• [Data for analysis]:
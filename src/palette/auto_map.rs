//! Nearest-color automatic block mapping.
//!
//! Candidate blocks come with an average color; only the ones present in a
//! [`BlockSelection`] are considered.

use std::collections::HashSet;

use super::color::Rgb;
use super::session::PaletteSession;

/// A block that symbols may be mapped to
#[derive(Clone, Debug, PartialEq, Eq)]
pub struct BlockCandidate {
    pub block: String,
    /// Average color of the block's texture
    pub color: Rgb,
}

impl BlockCandidate {
    pub fn new(block: impl Into<String>, color: Rgb) -> Self {
        Self { block: block.into(), color }
    }
}

/// Plain set of selected block references
#[derive(Clone, Debug, Default, PartialEq, Eq)]
pub struct BlockSelection {
    selected: HashSet<String>,
}

impl BlockSelection {
    pub fn new() -> Self {
        Self::default()
    }

    pub fn select(&mut self, block: impl Into<String>) {
        self.selected.insert(block.into());
    }

    pub fn deselect(&mut self, block: &str) {
        self.selected.remove(block);
    }

    pub fn select_all<'a>(&mut self, candidates: impl IntoIterator<Item = &'a BlockCandidate>) {
        self.selected.extend(candidates.into_iter().map(|c| c.block.clone()));
    }

    pub fn clear(&mut self) {
        self.selected.clear();
    }

    pub fn is_selected(&self, block: &str) -> bool {
        self.selected.contains(block)
    }

    pub fn len(&self) -> usize {
        self.selected.len()
    }

    pub fn is_empty(&self) -> bool {
        self.selected.is_empty()
    }
}

/// Selected candidate closest to `color`; ties go to the earlier candidate.
pub fn nearest<'a>(
    color: Rgb,
    candidates: &'a [BlockCandidate],
    selection: &BlockSelection,
) -> Option<&'a BlockCandidate> {
    candidates
        .iter()
        .filter(|c| selection.is_selected(&c.block))
        .min_by_key(|c| c.color.distance_sq(color))
}

/// Map each of `symbols` in the editable palette to its nearest selected block.
///
/// Returns the number of symbols that received a block.
pub fn auto_map(
    session: &mut PaletteSession,
    symbols: &[char],
    candidates: &[BlockCandidate],
    selection: &BlockSelection,
) -> usize {
    let mut mapped = 0;

    for &symbol in symbols {
        let Some(color) = session.editable().get(symbol).map(|item| item.color) else {
            log::warn!("Auto mapping skipped unknown symbol {:?}", symbol);
            continue;
        };
        let Some(candidate) = nearest(color, candidates, selection) else {
            log::warn!("No block selected for auto mapping");
            break;
        };
        if session.set_block(symbol, Some(candidate.block.clone())).is_ok() {
            mapped += 1;
        }
    }

    log::debug!("Auto mapped {}/{} symbols", mapped, symbols.len());
    mapped
}

#[cfg(test)]
mod tests {
    use super::*;
    use crate::palette::base::{BasePalette, BasePaletteEntry};
    use crate::palette::resolver::{resolve, BlockStateCatalog};

    fn candidates() -> Vec<BlockCandidate> {
        vec![
            BlockCandidate::new("black_wool", Rgb::new(20, 20, 25)),
            BlockCandidate::new("white_wool", Rgb::new(235, 235, 235)),
            BlockCandidate::new("red_wool", Rgb::new(160, 40, 35)),
        ]
    }

    fn session() -> PaletteSession {
        let base = BasePalette::from_entries(vec![
            BasePaletteEntry { symbol: 'B', color: Rgb::BLACK },
            BasePaletteEntry { symbol: 'W', color: Rgb::WHITE },
            BasePaletteEntry { symbol: 'R', color: Rgb::new(255, 0, 0) },
        ])
        .unwrap();
        let resolved = resolve(&base, &[], &BlockStateCatalog);
        PaletteSession::new(&base, &resolved)
    }

    #[test]
    fn test_nearest_respects_selection() {
        let candidates = candidates();
        let mut selection = BlockSelection::new();
        selection.select_all(&candidates);
        assert_eq!(nearest(Rgb::WHITE, &candidates, &selection).unwrap().block, "white_wool");

        selection.deselect("white_wool");
        assert_ne!(nearest(Rgb::WHITE, &candidates, &selection).unwrap().block, "white_wool");

        selection.clear();
        assert!(nearest(Rgb::WHITE, &candidates, &selection).is_none());
    }

    #[test]
    fn test_auto_map_edits_only_editable_copy() {
        let mut session = session();
        let candidates = candidates();
        let mut selection = BlockSelection::new();
        selection.select_all(&candidates);

        let mapped = auto_map(&mut session, &['B', 'R', 'Q'], &candidates, &selection);

        assert_eq!(mapped, 2);
        assert_eq!(session.editable().get('B').unwrap().block_ref(), Some("black_wool"));
        assert_eq!(session.editable().get('R').unwrap().block_ref(), Some("red_wool"));
        assert_eq!(session.editable().get('W').unwrap().block_ref(), None);
        assert_eq!(session.as_loaded().get('B').unwrap().block_ref(), None);
    }

    #[test]
    fn test_auto_map_with_empty_selection() {
        let mut session = session();
        let mapped = auto_map(&mut session, &['B'], &candidates(), &BlockSelection::new());
        assert_eq!(mapped, 0);
    }
}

• [How to complete this task]: Exactly and without omission, set down every entry.

• [Solved exercise]:
filename src/palette/auto_map.rs
//! Nearest-color automatic block mapping.
//!
//! Candidate blocks come with an average color; only the ones present in a
//! [`BlockSelection`] are considered.

use std::collections::HashSet;

use super::color::Rgb;
use super::session::PaletteSession;

/// A block that symbols may be mapped to
#[derive(Clone, Debug, PartialEq, Eq)]
pub struct BlockCandidate {
    pub block: String,
    /// Average color of the block's texture
    pub color: Rgb,
}

impl BlockCandidate {
    pub fn new(block: impl Into<String>, color: Rgb) -> Self {
        Self { block: block.into(), color }
    }
}

/// Plain set of selected block references
#[derive(Clone, Debug, Default, PartialEq, Eq)]
pub struct BlockSelection {
    selected: HashSet<String>,
}

impl BlockSelection {
    pub fn new() -> Self {
        Self::default()
    }

    pub fn select(&mut self, block: impl Into<String>) {
        self.selected.insert(block.into());
    }

    pub fn deselect(&mut self, block: &str) {
        self.selected.remove(block);
    }

    pub fn select_all<'a>(&mut self, candidates: impl IntoIterator<Item = &'a BlockCandidate>) {
        self.selected.extend(candidates.into_iter().map(|c| c.block.clone()));
    }

    pub fn clear(&mut self) {
        self.selected.clear();
    }

    pub fn is_selected(&self, block: &str) -> bool {
        self.selected.contains(block)
    }

    pub fn len(&self) -> usize {
        self.selected.len()
    }

    pub fn is_empty(&self) -> bool {
        self.selected.is_empty()
    }
}

/// Selected candidate closest to `color`; ties go to the earlier candidate.
pub fn nearest<'a>(
    color: Rgb,
    candidates: &'a [BlockCandidate],
    selection: &BlockSelection,
) -> Option<&'a BlockCandidate> {
    candidates
        .iter()
        .filter(|c| selection.is_selected(&c.block))
        .min_by_key(|c| c.color.distance_sq(color))
}

/// Map each of `symbols` in the editable palette to its nearest selected block.
///
/// Returns the number of symbols that received a block.
pub fn auto_map(
    session: &mut PaletteSession,
    symbols: &[char],
    candidates: &[BlockCandidate],
    selection: &BlockSelection,
) -> usize {
    let mut mapped = 0;

    for &symbol in symbols {
        let Some(color) = session.editable().get(symbol).map(|item| item.color) else {
            log::warn!("Auto mapping skipped unknown symbol {:?}", symbol);
            continue;
        };
        let Some(candidate) = nearest(color, candidates, selection) else {
            log::warn!("No block selected for auto mapping");
            break;
        };
        if session.set_block(symbol, Some(candidate.block.clone())).is_ok() {
            mapped += 1;
        }
    }

    log::debug!("Auto mapped {}/{} symbols", mapped, symbols.len());
    mapped
}

#[cfg(test)]
mod tests {
    use super::*;
    use crate::palette::base::{BasePalette, BasePaletteEntry};
    use crate::palette::resolver::{resolve, BlockStateCatalog};

    fn candidates() -> Vec<BlockCandidate> {
        vec![
            BlockCandidate::new("black_wool", Rgb::new(20, 20, 25)),
            BlockCandidate::new("white_wool", Rgb::new(235, 235, 235)),
            BlockCandidate::new("red_wool", Rgb::new(160, 40, 35)),
        ]
    }

    fn session() -> PaletteSession {
        let base = BasePalette::from_entries(vec![
            BasePaletteEntry { symbol: 'B', color: Rgb::BLACK },
            BasePaletteEntry { symbol: 'W', color: Rgb::WHITE },
            BasePaletteEntry { symbol: 'R', color: Rgb::new(255, 0, 0) },
        ])
        .unwrap();
        let resolved = resolve(&base, &[], &BlockStateCatalog);
        PaletteSession::new(&base, &resolved)
    }

    #[test]
    fn test_nearest_respects_selection() {
        let candidates = candidates();
        let mut selection = BlockSelection::new();
        selection.select_all(&candidates);
        assert_eq!(nearest(Rgb::WHITE, &candidates, &selection).unwrap().block, "white_wool");

        selection.deselect("white_wool");
        assert_ne!(nearest(Rgb::WHITE, &candidates, &selection).unwrap().block, "white_wool");

        selection.clear();
        assert!(nearest(Rgb::WHITE, &candidates, &selection).is_none());
    }

    #[test]
    fn test_auto_map_edits_only_editable_copy() {
        let mut session = session();
        let candidates = candidates();
        let mut selection = BlockSelection::new();
        selection.select_all(&candidates);

        let mapped = auto_map(&mut session, &['B', 'R', 'Q'], &candidates, &selection);

        assert_eq!(mapped, 2);
        assert_eq!(session.editable().get('B').unwrap().block_ref(), Some("black_wool"));
        assert_eq!(session.editable().get('R').unwrap().block_ref(), Some("red_wool"));
        assert_eq!(session.editable().get('W').unwrap().block_ref(), None);
        assert_eq!(session.as_loaded().get('B').unwrap().block_ref(), None);
    }

    #[test]
    fn test_auto_map_with_empty_selection() {
        let mut session = session();
        let mapped = auto_map(&mut session, &['B'], &candidates(), &BlockSelection::new());
        assert_eq!(mapped, 0);
    }
}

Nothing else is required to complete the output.